**How to complete this task**
Among the entries below, please show each line that carries the word "Duration".

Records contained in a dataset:
#####

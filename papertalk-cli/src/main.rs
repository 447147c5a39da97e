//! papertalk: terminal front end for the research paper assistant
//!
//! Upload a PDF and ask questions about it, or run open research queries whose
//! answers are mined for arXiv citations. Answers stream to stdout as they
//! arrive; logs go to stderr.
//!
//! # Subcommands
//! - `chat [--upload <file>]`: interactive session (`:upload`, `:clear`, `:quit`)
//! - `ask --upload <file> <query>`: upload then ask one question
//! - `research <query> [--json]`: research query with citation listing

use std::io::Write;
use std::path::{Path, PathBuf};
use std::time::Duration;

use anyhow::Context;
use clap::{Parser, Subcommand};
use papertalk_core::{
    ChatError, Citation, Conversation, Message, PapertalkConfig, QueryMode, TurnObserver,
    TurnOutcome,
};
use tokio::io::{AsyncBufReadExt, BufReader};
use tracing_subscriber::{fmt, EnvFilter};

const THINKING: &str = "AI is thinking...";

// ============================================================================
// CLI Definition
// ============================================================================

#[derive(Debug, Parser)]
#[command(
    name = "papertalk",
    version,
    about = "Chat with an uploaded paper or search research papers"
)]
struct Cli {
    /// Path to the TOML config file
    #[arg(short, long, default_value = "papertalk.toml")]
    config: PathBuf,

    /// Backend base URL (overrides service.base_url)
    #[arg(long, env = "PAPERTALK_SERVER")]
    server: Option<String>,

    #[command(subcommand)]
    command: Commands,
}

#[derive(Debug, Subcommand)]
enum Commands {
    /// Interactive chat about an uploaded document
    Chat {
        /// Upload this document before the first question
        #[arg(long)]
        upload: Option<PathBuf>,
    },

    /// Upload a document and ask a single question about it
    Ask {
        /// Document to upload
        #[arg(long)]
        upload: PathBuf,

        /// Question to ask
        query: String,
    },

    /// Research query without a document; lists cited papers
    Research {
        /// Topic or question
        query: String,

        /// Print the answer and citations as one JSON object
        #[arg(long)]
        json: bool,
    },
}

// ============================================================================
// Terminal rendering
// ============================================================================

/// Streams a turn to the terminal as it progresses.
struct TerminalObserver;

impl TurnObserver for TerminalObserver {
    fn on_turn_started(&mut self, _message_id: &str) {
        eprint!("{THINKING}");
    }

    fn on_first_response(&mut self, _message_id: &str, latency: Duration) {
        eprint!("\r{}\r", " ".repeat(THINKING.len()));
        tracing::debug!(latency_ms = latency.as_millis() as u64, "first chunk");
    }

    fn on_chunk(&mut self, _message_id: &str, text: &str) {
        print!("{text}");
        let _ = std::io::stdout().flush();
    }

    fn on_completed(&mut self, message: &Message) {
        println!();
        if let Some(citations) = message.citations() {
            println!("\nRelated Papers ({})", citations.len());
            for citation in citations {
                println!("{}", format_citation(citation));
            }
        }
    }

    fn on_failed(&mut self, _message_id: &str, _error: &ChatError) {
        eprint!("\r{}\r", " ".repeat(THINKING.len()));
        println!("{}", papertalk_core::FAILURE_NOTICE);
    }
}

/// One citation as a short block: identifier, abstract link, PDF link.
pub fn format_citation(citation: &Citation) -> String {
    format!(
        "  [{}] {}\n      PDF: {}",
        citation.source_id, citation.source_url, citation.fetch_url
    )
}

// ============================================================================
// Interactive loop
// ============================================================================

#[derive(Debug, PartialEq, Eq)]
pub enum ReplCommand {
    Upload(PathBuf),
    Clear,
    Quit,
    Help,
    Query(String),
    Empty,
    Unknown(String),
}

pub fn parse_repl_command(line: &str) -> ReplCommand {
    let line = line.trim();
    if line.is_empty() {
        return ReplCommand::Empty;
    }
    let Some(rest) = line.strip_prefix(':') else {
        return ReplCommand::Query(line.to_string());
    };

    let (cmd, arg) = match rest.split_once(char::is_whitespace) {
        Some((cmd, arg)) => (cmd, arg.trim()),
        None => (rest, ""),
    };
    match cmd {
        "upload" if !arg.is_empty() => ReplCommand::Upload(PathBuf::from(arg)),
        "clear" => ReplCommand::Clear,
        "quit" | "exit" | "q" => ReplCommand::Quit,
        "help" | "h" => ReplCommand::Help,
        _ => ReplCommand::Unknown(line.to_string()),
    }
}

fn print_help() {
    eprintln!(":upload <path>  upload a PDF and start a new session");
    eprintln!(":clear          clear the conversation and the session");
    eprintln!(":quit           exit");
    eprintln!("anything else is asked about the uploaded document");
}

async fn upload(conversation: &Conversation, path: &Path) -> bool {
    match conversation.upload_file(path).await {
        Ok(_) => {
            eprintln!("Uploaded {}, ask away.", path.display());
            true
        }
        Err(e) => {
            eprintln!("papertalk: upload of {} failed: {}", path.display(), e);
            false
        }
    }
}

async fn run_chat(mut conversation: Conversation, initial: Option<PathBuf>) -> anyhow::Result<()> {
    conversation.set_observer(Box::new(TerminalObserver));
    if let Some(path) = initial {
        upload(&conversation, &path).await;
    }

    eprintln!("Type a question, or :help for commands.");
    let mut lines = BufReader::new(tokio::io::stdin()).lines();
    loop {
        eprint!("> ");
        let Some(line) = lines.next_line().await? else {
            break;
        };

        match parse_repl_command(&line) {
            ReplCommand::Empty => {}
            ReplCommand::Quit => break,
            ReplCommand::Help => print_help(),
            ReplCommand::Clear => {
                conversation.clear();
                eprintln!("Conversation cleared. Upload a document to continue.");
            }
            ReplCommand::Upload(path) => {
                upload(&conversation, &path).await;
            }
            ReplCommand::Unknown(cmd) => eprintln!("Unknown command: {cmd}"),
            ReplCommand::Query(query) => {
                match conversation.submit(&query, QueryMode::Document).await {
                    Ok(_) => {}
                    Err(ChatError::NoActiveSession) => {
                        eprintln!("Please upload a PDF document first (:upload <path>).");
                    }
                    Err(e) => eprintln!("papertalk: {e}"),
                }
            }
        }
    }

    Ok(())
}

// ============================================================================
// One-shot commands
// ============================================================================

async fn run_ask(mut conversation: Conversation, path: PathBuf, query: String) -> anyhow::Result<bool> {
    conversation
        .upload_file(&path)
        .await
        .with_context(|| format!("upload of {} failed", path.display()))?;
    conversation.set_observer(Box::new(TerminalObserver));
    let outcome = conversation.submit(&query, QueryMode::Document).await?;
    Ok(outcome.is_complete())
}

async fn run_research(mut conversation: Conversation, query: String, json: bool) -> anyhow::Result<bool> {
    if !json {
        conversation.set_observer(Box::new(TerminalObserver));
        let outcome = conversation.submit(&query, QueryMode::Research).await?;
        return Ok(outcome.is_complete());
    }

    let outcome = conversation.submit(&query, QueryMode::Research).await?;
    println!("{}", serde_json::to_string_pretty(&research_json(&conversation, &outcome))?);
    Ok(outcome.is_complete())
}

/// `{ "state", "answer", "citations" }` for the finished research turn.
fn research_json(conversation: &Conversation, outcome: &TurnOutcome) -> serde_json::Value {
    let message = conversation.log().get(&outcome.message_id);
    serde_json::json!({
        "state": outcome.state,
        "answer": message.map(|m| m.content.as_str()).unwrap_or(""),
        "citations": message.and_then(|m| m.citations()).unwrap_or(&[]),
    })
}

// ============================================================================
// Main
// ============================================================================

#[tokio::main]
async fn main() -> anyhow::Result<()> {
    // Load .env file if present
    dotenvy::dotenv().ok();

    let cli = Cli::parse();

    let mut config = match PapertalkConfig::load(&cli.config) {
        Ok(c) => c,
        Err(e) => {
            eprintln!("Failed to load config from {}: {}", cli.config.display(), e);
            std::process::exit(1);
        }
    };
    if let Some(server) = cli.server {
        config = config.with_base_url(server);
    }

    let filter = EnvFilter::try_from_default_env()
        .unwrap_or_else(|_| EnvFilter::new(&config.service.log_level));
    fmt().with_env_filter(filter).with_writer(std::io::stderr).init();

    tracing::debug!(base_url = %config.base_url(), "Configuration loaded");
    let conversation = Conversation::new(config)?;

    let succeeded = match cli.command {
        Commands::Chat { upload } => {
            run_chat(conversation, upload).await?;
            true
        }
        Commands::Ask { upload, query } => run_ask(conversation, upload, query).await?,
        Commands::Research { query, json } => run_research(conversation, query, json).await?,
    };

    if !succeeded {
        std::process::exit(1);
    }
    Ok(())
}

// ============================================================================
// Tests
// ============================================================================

#####

**Task solution**
use std::time::Duration;
    fn on_first_response(&mut self, _message_id: &str, latency: Duration) {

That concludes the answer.